Web – Chi non ha mai visto l’assistente digitale di Office? E ‘ quell’affarino a forma di clip che appare nelle prime esecuzioni delle applicazioni della suite da ufficio di Microsoft e che insiste ad apparire fino a quando non si agisce sulla sua configurazione. Beh, quel cosino pensato per aiutare i meno esperti nell’approcciare i diversi sistemi o accedere alla guida è bacato in Office2000, ovvero comprende un involontario bug di sicurezza. Questo consente ad un attaccante esperto di “rubare” il computer a chi viene attaccato. Ma il bug, ora, pare essere stato risolto.
A far emergere la cosa sono stati quelli di @Stake LOpht Research Labs secondo cui il problema essenziale risiede in un controllo ActiveX (UA Control) presente in Office2000.
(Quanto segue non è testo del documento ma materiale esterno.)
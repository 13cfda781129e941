//! Shared test doubles for pipeline integration tests
//!
//! The pipeline only talks to its collaborators through traits, so tests
//! swap in an in-memory store and session detector and run the whole thing
//! without a database.
#![allow(dead_code)]

use std::collections::HashMap;
use std::sync::Mutex;
use std::time::Duration;

use async_trait::async_trait;
use uuid::Uuid;

use matchlog_server::models::{FailedParse, ParsedEvent, RawLine};
use matchlog_server::session::{SessionDetector, SESSION_CLOSE_KIND, SESSION_OPEN_KIND};
use matchlog_server::storage::{LogStore, StoreError, StoreResult};

/// In-memory [`LogStore`] recording everything the pipeline writes.
#[derive(Default)]
pub struct MemoryStore {
    pub raw_lines: Mutex<Vec<RawLine>>,
    pub events: Mutex<Vec<ParsedEvent>>,
    pub failures: Mutex<Vec<FailedParse>>,
    pub touched: Mutex<Vec<(Uuid, String)>>,
    /// Raw lines containing this marker fail to persist.
    pub poison_marker: Option<String>,
}

impl MemoryStore {
    pub fn new() -> Self {
        Self::default()
    }

    pub fn poisoned(marker: impl Into<String>) -> Self {
        Self {
            poison_marker: Some(marker.into()),
            ..Self::default()
        }
    }

    pub fn event_kinds(&self) -> Vec<String> {
        self.events
            .lock()
            .unwrap()
            .iter()
            .map(|e| e.event_kind.clone())
            .collect()
    }

    pub fn events_for(&self, source_id: Uuid) -> Vec<ParsedEvent> {
        self.events
            .lock()
            .unwrap()
            .iter()
            .filter(|e| e.source_id == source_id)
            .cloned()
            .collect()
    }

    pub fn raw_count(&self) -> usize {
        self.raw_lines.lock().unwrap().len()
    }

    pub fn event_count(&self) -> usize {
        self.events.lock().unwrap().len()
    }

    pub fn failure_count(&self) -> usize {
        self.failures.lock().unwrap().len()
    }

    /// Poll until the store holds at least `events` parsed events and
    /// `failures` parse failures. Panics after a few seconds; the workers
    /// process asynchronously, so every assertion on their output goes
    /// through here first.
    pub async fn wait_for(&self, events: usize, failures: usize) {
        for _ in 0..500 {
            if self.event_count() >= events && self.failure_count() >= failures {
                return;
            }
            tokio::time::sleep(Duration::from_millis(10)).await;
        }
        panic!(
            "timed out waiting for {} events / {} failures (have {} / {})",
            events,
            failures,
            self.event_count(),
            self.failure_count()
        );
    }
}

#[async_trait]
impl LogStore for MemoryStore {
    async fn save_raw_line(&self, line: &RawLine) -> StoreResult<()> {
        if let Some(marker) = &self.poison_marker {
            if line.text.contains(marker.as_str()) {
                return Err(StoreError::Other("injected raw line failure".to_string()));
            }
        }
        self.raw_lines.lock().unwrap().push(line.clone());
        Ok(())
    }

    async fn save_parsed_event(&self, event: &ParsedEvent) -> StoreResult<()> {
        self.events.lock().unwrap().push(event.clone());
        Ok(())
    }

    async fn save_failed_parse(&self, failure: &FailedParse) -> StoreResult<()> {
        self.failures.lock().unwrap().push(failure.clone());
        Ok(())
    }

    async fn touch_source(&self, source_id: Uuid, address: &str) -> StoreResult<()> {
        self.touched
            .lock()
            .unwrap()
            .push((source_id, address.to_string()));
        Ok(())
    }
}

/// In-memory session detector mirroring the open/close semantics of the
/// Postgres implementation.
#[derive(Default)]
pub struct MemorySessions {
    open: Mutex<HashMap<Uuid, Uuid>>,
}

impl MemorySessions {
    pub fn new() -> Self {
        Self::default()
    }
}

#[async_trait]
impl SessionDetector for MemorySessions {
    async fn detect(&self, event: &ParsedEvent) -> anyhow::Result<Option<Uuid>> {
        let mut open = self.open.lock().unwrap();
        match event.event_kind.as_str() {
            SESSION_OPEN_KIND => {
                let id = Uuid::new_v4();
                open.insert(event.source_id, id);
                Ok(Some(id))
            }
            SESSION_CLOSE_KIND => Ok(open.remove(&event.source_id)),
            _ => Ok(open.get(&event.source_id).copied()),
        }
    }
}

/// Detector that never attaches a session.
pub struct NoSessions;

#[async_trait]
impl SessionDetector for NoSessions {
    async fn detect(&self, _event: &ParsedEvent) -> anyhow::Result<Option<Uuid>> {
        Ok(None)
    }
}
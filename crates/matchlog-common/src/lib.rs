//! Matchlog Common Library
//!
//! Shared error handling and logging setup for the Matchlog workspace.
//!
//! # Overview
//!
//! This crate provides functionality used across all Matchlog workspace
//! members:
//!
//! - **Error Handling**: Custom error types and result types
//! - **Logging**: Centralized tracing configuration and initialization
//!
//! # Example
//!
//! ```no_run
//! use matchlog_common::logging::{init_logging, LogConfig};
//! use tracing::info;
//!
//! fn main() -> matchlog_common::Result<()> {
//!     let config = LogConfig::from_env()?;
//!     init_logging(&config)?;
//!
//!     info!("Application started");
//!     Ok(())
//! }
//! ```

pub mod error;
pub mod logging;

// Re-export commonly used types
pub use error::{MatchlogError, Result};
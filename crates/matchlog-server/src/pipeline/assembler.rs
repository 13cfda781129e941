//! Multi-line JSON block assembly
//!
//! Sources periodically dump a statistics object as many consecutive log
//! lines, delimited by begin/end markers and interleaved with ordinary
//! traffic from other sources:
//!
//! ```text
//! L 08/19/2025 - 19:03:31: JSON_BEGIN{
//! L 08/19/2025 - 19:03:31: "round_number" : "12",
//! L 08/19/2025 - 19:03:31: "score_ct" : "7",
//! ...
//! L 08/19/2025 - 19:03:31: }}JSON_END
//! ```
//!
//! One assembler exists per source and moves between `Idle` and
//! `Collecting`. Correctness depends on lines from a source arriving in
//! order; the dispatcher guarantees that by owning one assembler per source
//! worker.

use chrono::{DateTime, Utc};
use regex::Regex;
use std::time::Duration;
use uuid::Uuid;

/// A line containing this marker opens a block.
pub const BLOCK_BEGIN_MARKER: &str = "JSON_BEGIN{";

/// A line containing this marker closes a block.
pub const BLOCK_END_MARKER: &str = "}}JSON_END";

/// What the assembler did with an offered line.
#[derive(Debug)]
pub enum Outcome {
    /// Not block-related; route through the ordinary classifier.
    Ordinary,
    /// Consumed into the open block (or discarded as in-block noise).
    Buffered,
    /// An end marker closed the block and the JSON parsed cleanly.
    Completed(AssembledBlock),
    /// An end marker closed the block but the JSON was malformed.
    Malformed(MalformedBlock),
}

/// A successfully reassembled block.
#[derive(Debug, Clone)]
pub struct AssembledBlock {
    pub object: serde_json::Map<String, serde_json::Value>,
    pub first_raw_id: Uuid,
    pub last_raw_id: Uuid,
    pub opened_at: DateTime<Utc>,
}

/// A block whose concatenation failed to parse. Interior field lines are
/// handed back so the caller can degrade to per-line classification.
#[derive(Debug, Clone)]
pub struct MalformedBlock {
    pub field_lines: Vec<String>,
    pub error: String,
    pub last_raw_id: Uuid,
}

enum BufferState {
    Idle,
    Collecting {
        lines: Vec<String>,
        opened_at: DateTime<Utc>,
        first_raw_id: Uuid,
        last_raw_id: Uuid,
    },
}

/// Per-source state machine reassembling begin/end-delimited JSON blocks.
pub struct BlockAssembler {
    state: BufferState,
    field_shape: Regex,
}

impl Default for BlockAssembler {
    fn default() -> Self {
        Self::new()
    }
}

impl BlockAssembler {
    pub fn new() -> Self {
        #[allow(clippy::expect_used)]
        let field_shape =
            Regex::new(r#"^"[^"]+"\s*:"#).expect("invalid field shape pattern");
        Self {
            state: BufferState::Idle,
            field_shape,
        }
    }

    /// True while a block is open for this source.
    pub fn is_collecting(&self) -> bool {
        matches!(self.state, BufferState::Collecting { .. })
    }

    /// Offer the next line (canonical form) from this source.
    pub fn offer(&mut self, raw_id: Uuid, canonical: &str) -> Outcome {
        if canonical.contains(BLOCK_BEGIN_MARKER) {
            // A begin marker always starts a fresh block, clobbering any
            // half-open one from a source that never sent its end marker.
            if self.is_collecting() {
                tracing::warn!("Begin marker arrived while a block was already open; restarting");
            }
            self.state = BufferState::Collecting {
                lines: vec!["{".to_string()],
                opened_at: Utc::now(),
                first_raw_id: raw_id,
                last_raw_id: raw_id,
            };
            return Outcome::Buffered;
        }

        if canonical.contains(BLOCK_END_MARKER) {
            return match std::mem::replace(&mut self.state, BufferState::Idle) {
                BufferState::Collecting {
                    mut lines,
                    opened_at,
                    first_raw_id,
                    last_raw_id: _,
                } => {
                    lines.push("}".to_string());
                    self.close_block(lines, opened_at, first_raw_id, raw_id)
                },
                // End marker with no open block: an ordinary line
                BufferState::Idle => Outcome::Ordinary,
            };
        }

        match &mut self.state {
            BufferState::Collecting { lines, last_raw_id, .. } => {
                let trimmed = extract_field_line(&self.field_shape, canonical);
                match trimmed {
                    Some(field) => {
                        lines.push(field);
                        *last_raw_id = raw_id;
                    },
                    None => {
                        // In-block noise; dropped, not classified
                        tracing::debug!(line = canonical, "Discarding non-field line inside block");
                    },
                }
                Outcome::Buffered
            },
            BufferState::Idle => Outcome::Ordinary,
        }
    }

    fn close_block(
        &self,
        lines: Vec<String>,
        opened_at: DateTime<Utc>,
        first_raw_id: Uuid,
        last_raw_id: Uuid,
    ) -> Outcome {
        let joined = lines.join("\n");
        match serde_json::from_str::<serde_json::Map<String, serde_json::Value>>(&joined) {
            Ok(object) => Outcome::Completed(AssembledBlock {
                object,
                first_raw_id,
                last_raw_id,
                opened_at,
            }),
            Err(e) => {
                let field_lines = lines
                    .into_iter()
                    .filter(|l| l != "{" && l != "}")
                    .collect();
                Outcome::Malformed(MalformedBlock {
                    field_lines,
                    error: format!("failed to parse assembled block: {}", e),
                    last_raw_id,
                })
            },
        }
    }

    /// Discard the open block if it has been collecting longer than
    /// `max_age`. Returns true when a buffer was evicted.
    pub fn evict_if_stale(&mut self, max_age: Duration) -> bool {
        let BufferState::Collecting { opened_at, .. } = &self.state else {
            return false;
        };
        let age = Utc::now().signed_duration_since(*opened_at);
        if age.num_milliseconds() >= max_age.as_millis() as i64 {
            tracing::warn!(age_secs = age.num_seconds(), "Evicting stale block buffer");
            self.state = BufferState::Idle;
            true
        } else {
            false
        }
    }
}

/// Accept quoted-key field lines and the bare braces that close nested
/// objects; everything else inside a block is noise.
fn extract_field_line(field_shape: &Regex, canonical: &str) -> Option<String> {
    let body = strip_line_prefix(canonical).trim();
    if field_shape.is_match(body) || body == "}" || body == "}," || body == "{" {
        Some(body.to_string())
    } else {
        None
    }
}

/// Interior lines still carry the canonical `L <date> - <time>: ` prefix;
/// the JSON content is everything after it.
fn strip_line_prefix(canonical: &str) -> &str {
    if !canonical.starts_with("L ") {
        return canonical;
    }
    match canonical.split_once(" - ") {
        // First ": " after the time field ends the prefix
        Some((_, rest)) => match rest.split_once(": ") {
            Some((_, content)) => content,
            None => canonical,
        },
        None => canonical,
    }
}
//! Matchlog Server Library
//!
//! HTTP server that ingests free-text event logs streamed by game-server
//! processes and converts them into structured, typed events.
//!
//! # Overview
//!
//! Raw bytes arrive at the ingestion endpoint and are split into lines. Each
//! line is persisted verbatim, then routed through the pipeline:
//!
//! - **Envelope extraction** normalizes transport wrappers into the canonical
//!   event string ([`pipeline::envelope`])
//! - **Classification** runs the structured line grammar first and falls back
//!   to an ordered heuristic rule table ([`pipeline::classify`])
//! - **Block assembly** reconstructs multi-line JSON dumps that arrive
//!   interleaved with ordinary lines ([`pipeline::assembler`])
//! - **Dispatch** keeps one worker per source so lines are processed in
//!   arrival order ([`pipeline::dispatch`])
//!
//! Classified events and parse failures are appended through the
//! [`storage::LogStore`] trait; session correlation and source authorization
//! are pluggable collaborators ([`session`], [`access`]).
//!
//! # Framework Stack
//!
//! - **Axum**: HTTP ingestion boundary
//! - **SQLx**: PostgreSQL persistence
//! - **Tokio**: per-source worker tasks and background sweeps

pub mod access;
pub mod api;
pub mod config;
pub mod error;
pub mod models;
pub mod pipeline;
pub mod session;
pub mod storage;

// Re-export commonly used types
pub use error::{AppError, AppResult};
Secondo l’analisi degli esperti di LOpht , l’interfaccia del controllo consente l’attivazione di pressoché qualsiasi script in Office2000, incluso l’abbassamento dei livelli di sicurezza per le macro. Uno script del genere può essere attivato da una pagina HTML visualizzata in una applicazione che ha attive le funzionalità di scripting, come accade di default su Internet Explorer e Outlook. Secondo quelli di LOpht, “con questo buco si può prendere letteralmente possesso della macchina di qualcuno, rubare i cookie, modificare qualsiasi file, impiantare software e via dicendo”.
Nel suo Security Bulletin Microsoft ha riconosciuto l’esistenza del baco e subito dopo ha realizzato una patch che consente di coprire il baco e di ristabilire sicurezza in Office 2000 e nelle sue applicazioni “chiave”: Word, Excel e PowerPoint.